=== Begin Enclosure ===
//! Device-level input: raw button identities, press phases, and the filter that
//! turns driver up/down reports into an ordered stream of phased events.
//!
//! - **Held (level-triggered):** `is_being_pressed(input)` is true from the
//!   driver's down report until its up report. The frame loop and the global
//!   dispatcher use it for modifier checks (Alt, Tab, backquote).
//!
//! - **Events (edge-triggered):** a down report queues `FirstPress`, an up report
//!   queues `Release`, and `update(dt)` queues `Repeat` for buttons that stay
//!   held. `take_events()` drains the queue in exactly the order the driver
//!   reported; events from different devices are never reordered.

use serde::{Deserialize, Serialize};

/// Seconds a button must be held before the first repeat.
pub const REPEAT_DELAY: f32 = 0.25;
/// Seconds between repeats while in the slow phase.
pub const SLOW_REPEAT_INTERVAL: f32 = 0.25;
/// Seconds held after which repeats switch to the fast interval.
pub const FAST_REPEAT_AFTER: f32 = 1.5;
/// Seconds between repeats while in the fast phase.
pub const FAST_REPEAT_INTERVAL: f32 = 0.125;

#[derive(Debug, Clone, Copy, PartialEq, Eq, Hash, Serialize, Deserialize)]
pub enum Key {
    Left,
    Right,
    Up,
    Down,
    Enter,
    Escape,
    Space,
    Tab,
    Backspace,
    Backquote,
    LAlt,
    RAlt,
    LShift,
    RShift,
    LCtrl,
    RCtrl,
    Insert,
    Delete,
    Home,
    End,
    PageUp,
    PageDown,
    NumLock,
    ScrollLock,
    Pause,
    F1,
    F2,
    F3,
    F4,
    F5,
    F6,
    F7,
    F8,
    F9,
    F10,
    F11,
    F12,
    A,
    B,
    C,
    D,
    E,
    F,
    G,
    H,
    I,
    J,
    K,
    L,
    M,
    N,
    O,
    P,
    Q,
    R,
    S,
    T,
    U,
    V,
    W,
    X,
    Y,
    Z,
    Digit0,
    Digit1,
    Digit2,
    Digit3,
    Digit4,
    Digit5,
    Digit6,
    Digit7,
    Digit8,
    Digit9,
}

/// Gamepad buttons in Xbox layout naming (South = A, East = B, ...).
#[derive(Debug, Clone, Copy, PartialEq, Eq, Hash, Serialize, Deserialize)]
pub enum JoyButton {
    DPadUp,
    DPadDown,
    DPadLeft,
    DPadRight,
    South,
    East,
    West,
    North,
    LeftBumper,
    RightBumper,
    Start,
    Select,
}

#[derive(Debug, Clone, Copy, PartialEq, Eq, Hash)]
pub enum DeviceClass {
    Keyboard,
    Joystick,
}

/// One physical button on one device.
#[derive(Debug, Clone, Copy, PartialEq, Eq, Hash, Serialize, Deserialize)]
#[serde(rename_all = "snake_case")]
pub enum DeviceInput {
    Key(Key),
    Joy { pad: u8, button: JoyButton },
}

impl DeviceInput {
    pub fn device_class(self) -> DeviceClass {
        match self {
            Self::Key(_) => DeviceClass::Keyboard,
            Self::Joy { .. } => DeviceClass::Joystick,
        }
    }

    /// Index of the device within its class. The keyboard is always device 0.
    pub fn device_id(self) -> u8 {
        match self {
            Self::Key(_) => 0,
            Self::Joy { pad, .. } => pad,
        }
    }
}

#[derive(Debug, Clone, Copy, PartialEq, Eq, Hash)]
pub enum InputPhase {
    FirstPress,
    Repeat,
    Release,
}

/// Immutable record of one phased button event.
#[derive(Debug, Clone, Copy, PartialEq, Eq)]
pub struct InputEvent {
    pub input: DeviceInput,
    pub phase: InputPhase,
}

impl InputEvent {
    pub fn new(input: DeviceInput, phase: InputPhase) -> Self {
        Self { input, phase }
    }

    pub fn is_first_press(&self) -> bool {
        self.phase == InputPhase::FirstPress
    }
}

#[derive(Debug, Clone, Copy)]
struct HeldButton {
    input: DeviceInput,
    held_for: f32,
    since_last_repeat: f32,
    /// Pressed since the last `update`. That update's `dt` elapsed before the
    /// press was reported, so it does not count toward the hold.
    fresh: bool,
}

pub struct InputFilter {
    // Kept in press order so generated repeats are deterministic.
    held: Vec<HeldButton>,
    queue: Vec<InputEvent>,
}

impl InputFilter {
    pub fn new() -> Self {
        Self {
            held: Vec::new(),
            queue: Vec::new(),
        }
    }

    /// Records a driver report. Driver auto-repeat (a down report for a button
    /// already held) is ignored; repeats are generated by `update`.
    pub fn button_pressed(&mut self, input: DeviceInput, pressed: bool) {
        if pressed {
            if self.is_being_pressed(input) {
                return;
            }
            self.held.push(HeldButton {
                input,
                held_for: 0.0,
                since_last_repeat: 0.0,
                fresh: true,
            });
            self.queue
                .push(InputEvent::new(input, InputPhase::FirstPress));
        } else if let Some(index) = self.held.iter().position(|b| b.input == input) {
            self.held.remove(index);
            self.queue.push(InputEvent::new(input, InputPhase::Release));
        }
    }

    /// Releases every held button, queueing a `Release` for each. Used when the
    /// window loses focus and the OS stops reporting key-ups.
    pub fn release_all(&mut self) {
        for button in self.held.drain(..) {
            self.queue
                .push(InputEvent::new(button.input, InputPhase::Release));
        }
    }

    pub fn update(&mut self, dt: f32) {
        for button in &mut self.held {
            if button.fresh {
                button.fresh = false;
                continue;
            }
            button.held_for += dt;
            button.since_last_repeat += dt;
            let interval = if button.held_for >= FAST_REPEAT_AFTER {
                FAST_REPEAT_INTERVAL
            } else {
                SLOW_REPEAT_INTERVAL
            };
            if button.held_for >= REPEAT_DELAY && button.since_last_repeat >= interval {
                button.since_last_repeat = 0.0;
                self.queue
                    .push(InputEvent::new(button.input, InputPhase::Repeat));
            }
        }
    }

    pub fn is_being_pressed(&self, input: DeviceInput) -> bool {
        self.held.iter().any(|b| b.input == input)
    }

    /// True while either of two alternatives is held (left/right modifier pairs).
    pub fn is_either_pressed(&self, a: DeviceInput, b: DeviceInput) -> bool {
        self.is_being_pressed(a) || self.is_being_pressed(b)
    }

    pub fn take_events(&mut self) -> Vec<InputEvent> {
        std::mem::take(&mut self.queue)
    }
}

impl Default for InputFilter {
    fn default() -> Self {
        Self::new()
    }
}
=== End Enclosure ===
Requirement: Print the entries above exactly as they were written, down to the last line.

Response for this exercise:
//! Device-level input: raw button identities, press phases, and the filter that
//! turns driver up/down reports into an ordered stream of phased events.
//!
//! - **Held (level-triggered):** `is_being_pressed(input)` is true from the
//!   driver's down report until its up report. The frame loop and the global
//!   dispatcher use it for modifier checks (Alt, Tab, backquote).
//!
//! - **Events (edge-triggered):** a down report queues `FirstPress`, an up report
//!   queues `Release`, and `update(dt)` queues `Repeat` for buttons that stay
//!   held. `take_events()` drains the queue in exactly the order the driver
//!   reported; events from different devices are never reordered.

use serde::{Deserialize, Serialize};

/// Seconds a button must be held before the first repeat.
pub const REPEAT_DELAY: f32 = 0.25;
/// Seconds between repeats while in the slow phase.
pub const SLOW_REPEAT_INTERVAL: f32 = 0.25;
/// Seconds held after which repeats switch to the fast interval.
pub const FAST_REPEAT_AFTER: f32 = 1.5;
/// Seconds between repeats while in the fast phase.
pub const FAST_REPEAT_INTERVAL: f32 = 0.125;

#[derive(Debug, Clone, Copy, PartialEq, Eq, Hash, Serialize, Deserialize)]
pub enum Key {
    Left,
    Right,
    Up,
    Down,
    Enter,
    Escape,
    Space,
    Tab,
    Backspace,
    Backquote,
    LAlt,
    RAlt,
    LShift,
    RShift,
    LCtrl,
    RCtrl,
    Insert,
    Delete,
    Home,
    End,
    PageUp,
    PageDown,
    NumLock,
    ScrollLock,
    Pause,
    F1,
    F2,
    F3,
    F4,
    F5,
    F6,
    F7,
    F8,
    F9,
    F10,
    F11,
    F12,
    A,
    B,
    C,
    D,
    E,
    F,
    G,
    H,
    I,
    J,
    K,
    L,
    M,
    N,
    O,
    P,
    Q,
    R,
    S,
    T,
    U,
    V,
    W,
    X,
    Y,
    Z,
    Digit0,
    Digit1,
    Digit2,
    Digit3,
    Digit4,
    Digit5,
    Digit6,
    Digit7,
    Digit8,
    Digit9,
}

/// Gamepad buttons in Xbox layout naming (South = A, East = B, ...).
#[derive(Debug, Clone, Copy, PartialEq, Eq, Hash, Serialize, Deserialize)]
pub enum JoyButton {
    DPadUp,
    DPadDown,
    DPadLeft,
    DPadRight,
    South,
    East,
    West,
    North,
    LeftBumper,
    RightBumper,
    Start,
    Select,
}

#[derive(Debug, Clone, Copy, PartialEq, Eq, Hash)]
pub enum DeviceClass {
    Keyboard,
    Joystick,
}

/// One physical button on one device.
#[derive(Debug, Clone, Copy, PartialEq, Eq, Hash, Serialize, Deserialize)]
#[serde(rename_all = "snake_case")]
pub enum DeviceInput {
    Key(Key),
    Joy { pad: u8, button: JoyButton },
}

impl DeviceInput {
    pub fn device_class(self) -> DeviceClass {
        match self {
            Self::Key(_) => DeviceClass::Keyboard,
            Self::Joy { .. } => DeviceClass::Joystick,
        }
    }

    /// Index of the device within its class. The keyboard is always device 0.
    pub fn device_id(self) -> u8 {
        match self {
            Self::Key(_) => 0,
            Self::Joy { pad, .. } => pad,
        }
    }
}

#[derive(Debug, Clone, Copy, PartialEq, Eq, Hash)]
pub enum InputPhase {
    FirstPress,
    Repeat,
    Release,
}

/// Immutable record of one phased button event.
#[derive(Debug, Clone, Copy, PartialEq, Eq)]
pub struct InputEvent {
    pub input: DeviceInput,
    pub phase: InputPhase,
}

impl InputEvent {
    pub fn new(input: DeviceInput, phase: InputPhase) -> Self {
        Self { input, phase }
    }

    pub fn is_first_press(&self) -> bool {
        self.phase == InputPhase::FirstPress
    }
}

#[derive(Debug, Clone, Copy)]
struct HeldButton {
    input: DeviceInput,
    held_for: f32,
    since_last_repeat: f32,
    /// Pressed since the last `update`. That update's `dt` elapsed before the
    /// press was reported, so it does not count toward the hold.
    fresh: bool,
}

pub struct InputFilter {
    // Kept in press order so generated repeats are deterministic.
    held: Vec<HeldButton>,
    queue: Vec<InputEvent>,
}

impl InputFilter {
    pub fn new() -> Self {
        Self {
            held: Vec::new(),
            queue: Vec::new(),
        }
    }

    /// Records a driver report. Driver auto-repeat (a down report for a button
    /// already held) is ignored; repeats are generated by `update`.
    pub fn button_pressed(&mut self, input: DeviceInput, pressed: bool) {
        if pressed {
            if self.is_being_pressed(input) {
                return;
            }
            self.held.push(HeldButton {
                input,
                held_for: 0.0,
                since_last_repeat: 0.0,
                fresh: true,
            });
            self.queue
                .push(InputEvent::new(input, InputPhase::FirstPress));
        } else if let Some(index) = self.held.iter().position(|b| b.input == input) {
            self.held.remove(index);
            self.queue.push(InputEvent::new(input, InputPhase::Release));
        }
    }

    /// Releases every held button, queueing a `Release` for each. Used when the
    /// window loses focus and the OS stops reporting key-ups.
    pub fn release_all(&mut self) {
        for button in self.held.drain(..) {
            self.queue
                .push(InputEvent::new(button.input, InputPhase::Release));
        }
    }

    pub fn update(&mut self, dt: f32) {
        for button in &mut self.held {
            if button.fresh {
                button.fresh = false;
                continue;
            }
            button.held_for += dt;
            button.since_last_repeat += dt;
            let interval = if button.held_for >= FAST_REPEAT_AFTER {
                FAST_REPEAT_INTERVAL
            } else {
                SLOW_REPEAT_INTERVAL
            };
            if button.held_for >= REPEAT_DELAY && button.since_last_repeat >= interval {
                button.since_last_repeat = 0.0;
                self.queue
                    .push(InputEvent::new(button.input, InputPhase::Repeat));
            }
        }
    }

    pub fn is_being_pressed(&self, input: DeviceInput) -> bool {
        self.held.iter().any(|b| b.input == input)
    }

    /// True while either of two alternatives is held (left/right modifier pairs).
    pub fn is_either_pressed(&self, a: DeviceInput, b: DeviceInput) -> bool {
        self.is_being_pressed(a) || self.is_being_pressed(b)
    }

    pub fn take_events(&mut self) -> Vec<InputEvent> {
        std::mem::take(&mut self.queue)
    }
}

impl Default for InputFilter {
    fn default() -> Self {
        Self::new()
    }
}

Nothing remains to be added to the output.